Bellevue's Lewis Creek Park is a popular recreational hangout on Lakemont Blvd, and its visitor center is a community gathering place for environmental education. More than 80 percent of the 55-acre park is preserved in its natural condition. The park contains the headwaters of Lewis Creek and offers three diverse habitats to explore - wetland, grassland, and forest - all accessible by boardwalks and soft-surface trails.
Kokanee salmon spawn in lower Lewis Creek near Lake Sammamish, but they can't reach the park due to a fish barrier and the steep uphill gradient. However, the creek's headwaters play an important role in fish survival. Walk the trail and boardwalk around the wetlands. How much water can you see? Much of the wetland’s water is held in the soil, which offers several environmental advantages, including removing contaminants and sediment.
Unfortunately, human impact increases water pollution, and Lewis Creek's headwaters are surrounded by residential neighborhoods. Water from irrigation and rain washes over streets and yards, collecting fertilizers, pesticides, soap, motor oil, pet waste, and other pollutants. This runoff flows into storm drains untreated and pollutes the nearby streams and wetlands, all the way down to Lake Sammamish.
Also check out the underwater Kokanee Cam, which shows kokanee returning to spawn in Ebright Creek.
To determine the correct cache coordinates, answer the questions below. Match the correct North coordinates with the correct West ones to get the complete final coordinates.
- Which of the following is not a community benefit of headwater wetlands, such as those in Lewis Creek Park? Reference link
A. Warming the water = N 47° 33.024
B. Filtering out pollutants = N 47° 32.970
C. Slowing runoff to reduce erosion = N 47° 33.017
D. Providing wildlife habitat = N 47° 33.142
- What's the best way to wash your car without polluting local streams, lakes, and wetlands?
A. Don’t use soap = W 122° 07.431
B. Use biodegradable soap = W 122° 07.229
C. Go to a commercial car wash = W 122° 07.518
D. Don’t wash your car = W 122° 07.386
This cache was placed with the permission and support of the City of Bellevue.
The Kokanee Quest series provides information on kokanee salmon, our local environment, and stewardship of the Lake Sammamish watershed.
- There are nine geocaches in the series, and all the names start with "KQ:" Bookmark list of caches.
- Download the passport and map.
- To get the final coordinates for each cache, you must correctly answer the questions on the cache page. (All nine geocaches are multi or puzzle caches.)
- To qualify for a prize, you must stamp the passport with the ink stamp inside each cache.

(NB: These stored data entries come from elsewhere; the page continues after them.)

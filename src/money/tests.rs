//! Unit tests for the totals calculator and payment reconciler

use chrono::{Duration, Utc};
use rust_decimal_macros::dec;

use super::reconcile::{reconcile, sum_payments};
use super::totals::recalculate_totals;
use crate::db::models::{InvoiceStatus, LineItem, Payment, PaymentMethod};

fn line(quantity: u32, unit_price: f64, discount: f64, tax: f64) -> LineItem {
    LineItem {
        product: None,
        description: "widget".to_string(),
        quantity,
        unit_price,
        discount,
        tax,
        total: 0.0,
    }
}

fn payment(amount: f64) -> Payment {
    Payment {
        amount,
        date: Utc::now(),
        method: PaymentMethod::BankTransfer,
        reference: None,
        recorded_by: None,
    }
}

#[test]
fn single_line_discount_and_tax() {
    // 2 x 100, 10% discount, 5% tax on the discounted amount
    let mut items = vec![line(2, 100.0, 10.0, 5.0)];
    let totals = recalculate_totals(&mut items);

    assert_eq!(totals.subtotal, 200.0);
    assert_eq!(totals.discount_total, 20.0);
    assert_eq!(totals.tax_total, 9.0);
    assert_eq!(totals.total, 189.0);
    assert_eq!(items[0].total, 189.0);
}

#[test]
fn multiple_lines_accumulate() {
    let mut items = vec![line(1, 50.0, 0.0, 0.0), line(3, 10.0, 50.0, 10.0)];
    let totals = recalculate_totals(&mut items);

    // Line 2: sub 30, disc 15, taxable 15, tax 1.50, total 16.50
    assert_eq!(totals.subtotal, 80.0);
    assert_eq!(totals.discount_total, 15.0);
    assert_eq!(totals.tax_total, 1.5);
    assert_eq!(totals.total, 66.5);
    assert_eq!(items[1].total, 16.5);
}

#[test]
fn client_supplied_line_totals_are_overwritten() {
    let mut item = line(1, 10.0, 0.0, 0.0);
    item.total = 9999.0;
    let totals = recalculate_totals(std::slice::from_mut(&mut item));

    assert_eq!(item.total, 10.0);
    assert_eq!(totals.total, 10.0);
}

#[test]
fn rounding_is_half_up_per_figure() {
    // 3 x 0.335 = 1.005 -> 1.01 after half-up rounding
    let mut items = vec![line(3, 0.335, 0.0, 0.0)];
    let totals = recalculate_totals(&mut items);
    assert_eq!(totals.total, 1.01);
}

#[test]
fn empty_document_is_all_zero() {
    let mut items: Vec<LineItem> = vec![];
    let totals = recalculate_totals(&mut items);
    assert_eq!(totals.subtotal, 0.0);
    assert_eq!(totals.total, 0.0);
}

#[test]
fn full_payment_marks_paid() {
    let due = Utc::now() + Duration::days(30);
    let r = reconcile(
        189.0,
        &[payment(100.0), payment(89.0)],
        due,
        InvoiceStatus::Sent,
        Utc::now(),
    );

    assert_eq!(r.amount_paid, 189.0);
    assert_eq!(r.balance, 0.0);
    assert_eq!(r.status, InvoiceStatus::Paid);
}

#[test]
fn partial_payment_marks_partially_paid() {
    let due = Utc::now() + Duration::days(30);
    let r = reconcile(200.0, &[payment(50.0)], due, InvoiceStatus::Sent, Utc::now());

    assert_eq!(r.amount_paid, 50.0);
    assert_eq!(r.balance, 150.0);
    assert_eq!(r.status, InvoiceStatus::PartiallyPaid);
}

#[test]
fn unpaid_past_due_becomes_overdue() {
    let due = Utc::now() - Duration::days(1);
    let r = reconcile(200.0, &[], due, InvoiceStatus::Sent, Utc::now());
    assert_eq!(r.status, InvoiceStatus::Overdue);
}

#[test]
fn unpaid_draft_past_due_becomes_overdue() {
    let due = Utc::now() - Duration::days(10);
    let r = reconcile(200.0, &[], due, InvoiceStatus::Draft, Utc::now());
    assert_eq!(r.status, InvoiceStatus::Overdue);
}

#[test]
fn cancelled_status_is_terminal() {
    let due = Utc::now() - Duration::days(10);
    let r = reconcile(
        200.0,
        &[payment(200.0)],
        due,
        InvoiceStatus::Cancelled,
        Utc::now(),
    );
    assert_eq!(r.status, InvoiceStatus::Cancelled);
}

#[test]
fn void_status_is_terminal() {
    let due = Utc::now() - Duration::days(10);
    let r = reconcile(
        200.0,
        &[payment(200.0)],
        due,
        InvoiceStatus::Void,
        Utc::now(),
    );
    assert_eq!(r.status, InvoiceStatus::Void);
}

#[test]
fn payment_sums_are_exact_decimals() {
    // 0.1 + 0.2 never sums to 0.3 in f64
    assert_eq!(sum_payments(&[payment(0.1), payment(0.2)]), dec!(0.3));
}

#[test]
fn float_cent_sums_are_exact() {
    // 0.1 + 0.2 in f64 is not 0.3; Decimal arithmetic must make it exact
    let due = Utc::now() + Duration::days(30);
    let r = reconcile(
        0.3,
        &[payment(0.1), payment(0.2)],
        due,
        InvoiceStatus::Sent,
        Utc::now(),
    );
    assert_eq!(r.balance, 0.0);
    assert_eq!(r.status, InvoiceStatus::Paid);
}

The passport includes instructions for claiming your prize (250 available).
- A Discover Pass is required to park at the two Lake Sammamish State Park locations.
- Share your adventures with #KokaneeQuest.

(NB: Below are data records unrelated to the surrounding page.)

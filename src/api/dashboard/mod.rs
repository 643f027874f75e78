//! Sales dashboard API module

mod handler;

use axum::{Router, middleware, routing::get};

use crate::auth::middleware::authorize;
use crate::auth::roles::allow;
use crate::core::ServerState;

pub fn router() -> Router<ServerState> {
    Router::new()
        .route("/api/sales/dashboard", get(handler::dashboard))
        .route_layer(middleware::from_fn(authorize(allow::SALES_TEAM)))
}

Unlike other salmon, the Lake Sammamish kokanee salmon lives its entire life in fresh water. Kokanee spawn in tributary creeks, and their offspring migrate to the lake as they mature, then return to their home creeks as adults to spawn the next generation.

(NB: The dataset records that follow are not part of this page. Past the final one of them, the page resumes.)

// ========== Customers ==========

#[tokio::test]
async fn customer_create_read_and_duplicate() {
    let app = test_app().await;
    let admin = signup(&app, "Ada", "ada@example.com", "admin").await;

    let (status, created) = send(
        &app,
        "POST",
        "/api/customers",
        Some(&admin),
        Some(json!({ "name": "Acme", "email": "acme@example.com", "customer_type": "business" })),
    )
    .await;
    assert_eq!(status, StatusCode::OK, "create failed: {created}");
    let id = id_of(&created);

    let (status, fetched) = send(
        &app,
        "GET",
        &format!("/api/customers/{id}"),
        Some(&admin),
        None,
    )
    .await;
    assert_eq!(status, StatusCode::OK);
    assert_eq!(fetched["email"], "acme@example.com");

    let (status, body) = send(
        &app,
        "POST",
        "/api/customers",
        Some(&admin),
        Some(json!({ "name": "Acme Again", "email": "acme@example.com" })),
    )
    .await;
    assert_eq!(status, StatusCode::CONFLICT);
    assert_eq!(body["code"], "DUPLICATE");
}

// ========== Leads ==========

#[tokio::test]
async fn lead_conversion_happens_at_most_once() {
    let app = test_app().await;
    let admin = signup(&app, "Ada", "ada@example.com", "admin").await;

    let (status, lead) = send(
        &app,
        "POST",
        "/api/leads",
        Some(&admin),
        Some(json!({
            "name": "Lena Lead",
            "email": "lena@example.com",
            "company": "Widgets Ltd",
            "source": "referral",
            "estimated_value": 5000.0,
        })),
    )
    .await;
    assert_eq!(status, StatusCode::OK, "lead create failed: {lead}");
    let id = id_of(&lead);

    let (status, converted) = send(
        &app,
        "PUT",
        &format!("/api/leads/{id}/convert"),
        Some(&admin),
        None,
    )
    .await;
    assert_eq!(status, StatusCode::OK, "convert failed: {converted}");
    assert_eq!(converted["lead"]["status"], "converted");
    assert_eq!(converted["customer"]["email"], "lena@example.com");
    // A lead with a company becomes a business customer
    assert_eq!(converted["customer"]["customer_type"], "business");

    let (status, body) = send(
        &app,
        "PUT",
        &format!("/api/leads/{id}/convert"),
        Some(&admin),
        None,
    )
    .await;
    assert_eq!(status, StatusCode::UNPROCESSABLE_ENTITY);
    assert_eq!(body["code"], "BUSINESS_RULE");
}

#[tokio::test]
async fn lead_conversion_clears_assignment() {
    let app = test_app().await;
    let admin = signup(&app, "Ada", "ada@example.com", "admin").await;

    let (status, me) = send(&app, "GET", "/api/auth/me", Some(&admin), None).await;
    assert_eq!(status, StatusCode::OK);
    let admin_id = id_of(&me);

    let (status, lead) = send(
        &app,
        "POST",
        "/api/leads",
        Some(&admin),
        Some(json!({
            "name": "Owen Owned",
            "email": "owen@example.com",
            "assigned_to": admin_id,
        })),
    )
    .await;
    assert_eq!(status, StatusCode::OK, "lead create failed: {lead}");
    assert!(lead["assigned_to"].is_string());
    let id = id_of(&lead);

    let (status, converted) = send(
        &app,
        "PUT",
        &format!("/api/leads/{id}/convert"),
        Some(&admin),
        None,
    )
    .await;
    assert_eq!(status, StatusCode::OK, "convert failed: {converted}");
    // The converted lead is unassigned; the customer inherits the assignment
    assert!(converted["lead"].get("assigned_to").is_none());
    assert_eq!(converted["customer"]["assigned_to"], json!(admin_id));

    let (status, fetched) =
        send(&app, "GET", &format!("/api/leads/{id}"), Some(&admin), None).await;
    assert_eq!(status, StatusCode::OK);
    assert!(fetched.get("assigned_to").is_none());
}

// ========== Invoices ==========

async fn create_invoice(app: &Router, token: &str) -> Value {
    let (status, invoice) = send(
        app,
        "POST",
        "/api/sales/invoices",
        Some(token),
        Some(json!({
            "status": "sent",
            "items": [
                { "description": "Consulting", "quantity": 2, "unit_price": 100.0 }
            ],
            "due_date": "2026-09-30T00:00:00Z",
        })),
    )
    .await;
    assert_eq!(status, StatusCode::OK, "invoice create failed: {invoice}");
    invoice
}

#[tokio::test]
async fn invoice_payment_lifecycle() {
    let app = test_app().await;
    let admin = signup(&app, "Ada", "ada@example.com", "admin").await;

    let invoice = create_invoice(&app, &admin).await;
    let id = id_of(&invoice);
    assert_eq!(invoice["total_amount"], 200.0);
    assert_eq!(invoice["balance"], 200.0);
    assert_eq!(invoice["version"], 1);

    // Partial payment
    let (status, paid) = send(
        &app,
        "POST",
        &format!("/api/sales/invoices/{id}/payments"),
        Some(&admin),
        Some(json!({ "amount": 50.0, "method": "cash" })),
    )
    .await;
    assert_eq!(status, StatusCode::OK, "payment failed: {paid}");
    assert_eq!(paid["status"], "partially_paid");
    assert_eq!(paid["amount_paid"], 50.0);
    assert_eq!(paid["balance"], 150.0);
    assert_eq!(paid["version"], 2);

    // Overpayment is rejected
    let (status, body) = send(
        &app,
        "POST",
        &format!("/api/sales/invoices/{id}/payments"),
        Some(&admin),
        Some(json!({ "amount": 500.0, "method": "cash" })),
    )
    .await;
    assert_eq!(status, StatusCode::UNPROCESSABLE_ENTITY);
    assert_eq!(body["code"], "BUSINESS_RULE");

    // Settling the rest flips the status to paid
    let (status, settled) = send(
        &app,
        "POST",
        &format!("/api/sales/invoices/{id}/payments"),
        Some(&admin),
        Some(json!({ "amount": 150.0, "method": "bank_transfer" })),
    )
    .await;
    assert_eq!(status, StatusCode::OK);
    assert_eq!(settled["status"], "paid");
    assert_eq!(settled["balance"], 0.0);

    // Nothing left to pay
    let (status, _) = send(
        &app,
        "POST",
        &format!("/api/sales/invoices/{id}/payments"),
        Some(&admin),
        Some(json!({ "amount": 1.0, "method": "cash" })),
    )
    .await;
    assert_eq!(status, StatusCode::UNPROCESSABLE_ENTITY);
}

#[tokio::test]
async fn cancelled_invoices_reject_payments_and_edits() {
    let app = test_app().await;
    let admin = signup(&app, "Ada", "ada@example.com", "admin").await;

    let invoice = create_invoice(&app, &admin).await;
    let id = id_of(&invoice);

    let (status, _) = send(
        &app,
        "PUT",
        &format!("/api/sales/invoices/{id}"),
        Some(&admin),
        Some(json!({ "status": "cancelled" })),
    )
    .await;
    assert_eq!(status, StatusCode::OK);

    let (status, body) = send(
        &app,
        "POST",
        &format!("/api/sales/invoices/{id}/payments"),
        Some(&admin),
        Some(json!({ "amount": 10.0, "method": "cash" })),
    )
    .await;
    assert_eq!(status, StatusCode::UNPROCESSABLE_ENTITY);
    assert_eq!(body["code"], "BUSINESS_RULE");

    let (status, _) = send(
        &app,
        "PUT",
        &format!("/api/sales/invoices/{id}"),
        Some(&admin),
        Some(json!({ "notes": "too late" })),
    )
    .await;
    assert_eq!(status, StatusCode::UNPROCESSABLE_ENTITY);
}

#[tokio::test]
async fn void_invoices_are_terminal() {
    let app = test_app().await;
    let admin = signup(&app, "Ada", "ada@example.com", "admin").await;

    let invoice = create_invoice(&app, &admin).await;
    let id = id_of(&invoice);

    let (status, voided) = send(
        &app,
        "PUT",
        &format!("/api/sales/invoices/{id}"),
        Some(&admin),
        Some(json!({ "status": "void" })),
    )
    .await;
    assert_eq!(status, StatusCode::OK, "voiding failed: {voided}");
    assert_eq!(voided["status"], "void");

    let (status, body) = send(
        &app,
        "POST",
        &format!("/api/sales/invoices/{id}/payments"),
        Some(&admin),
        Some(json!({ "amount": 10.0, "method": "cash" })),
    )
    .await;
    assert_eq!(status, StatusCode::UNPROCESSABLE_ENTITY);
    assert_eq!(body["code"], "BUSINESS_RULE");

    let (status, _) = send(
        &app,
        "PUT",
        &format!("/api/sales/invoices/{id}"),
        Some(&admin),
        Some(json!({ "status": "sent" })),
    )
    .await;
    assert_eq!(status, StatusCode::UNPROCESSABLE_ENTITY);
}

// ========== Quotations ==========

#[tokio::test]
async fn quotation_accept_is_a_one_way_transition() {
    let app = test_app().await;
    let admin = signup(&app, "Ada", "ada@example.com", "admin").await;

    let (status, quotation) = send(
        &app,
        "POST",
        "/api/quotations",
        Some(&admin),
        Some(json!({
            "status": "sent",
            "items": [
                { "description": "License", "quantity": 1, "unit_price": 999.0 }
            ],
        })),
    )
    .await;
    assert_eq!(status, StatusCode::OK, "quotation create failed: {quotation}");
    let id = id_of(&quotation);
    assert_eq!(quotation["total_amount"], 999.0);

    let (status, accepted) = send(
        &app,
        "PUT",
        &format!("/api/quotations/{id}/accept"),
        Some(&admin),
        None,
    )
    .await;
    assert_eq!(status, StatusCode::OK);
    assert_eq!(accepted["status"], "accepted");

    let (status, body) = send(
        &app,
        "PUT",
        &format!("/api/quotations/{id}/accept"),
        Some(&admin),
        None,
    )
    .await;
    assert_eq!(status, StatusCode::UNPROCESSABLE_ENTITY);
    assert_eq!(body["code"], "BUSINESS_RULE");

    // Accepted quotations cannot be edited either
    let (status, _) = send(
        &app,
        "PUT",
        &format!("/api/quotations/{id}"),
        Some(&admin),
        Some(json!({ "notes": "haggling" })),
    )
    .await;
    assert_eq!(status, StatusCode::UNPROCESSABLE_ENTITY);
}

Historically, the kokanee filled a critical ecological role within the Lake Sammamish watershed and was an important food and cultural resource for local tribes. But this "little red fish" has experienced a dramatic decline, leading to near-extinction in recent years.
To address the kokanee's plight, citizens, landowners, nonprofit agencies, and local, state, tribal, and federal governments have united to restore native kokanee salmon populations and the ecological integrity of the greater Lake Sammamish basin. In 2013, this group received an Urban Wildlife Refuge Partnership (UWRP) designation from the U.S. Fish and Wildlife Service, one of the first in the country.
The Kokanee Quest is sponsored by the Kokanee Work Group section of the Lake Sammamish UWRP, a consortium led by the King County Department of Natural Resources and Parks (KC DNRP) and the U.S. Fish and Wildlife Service (USFWS).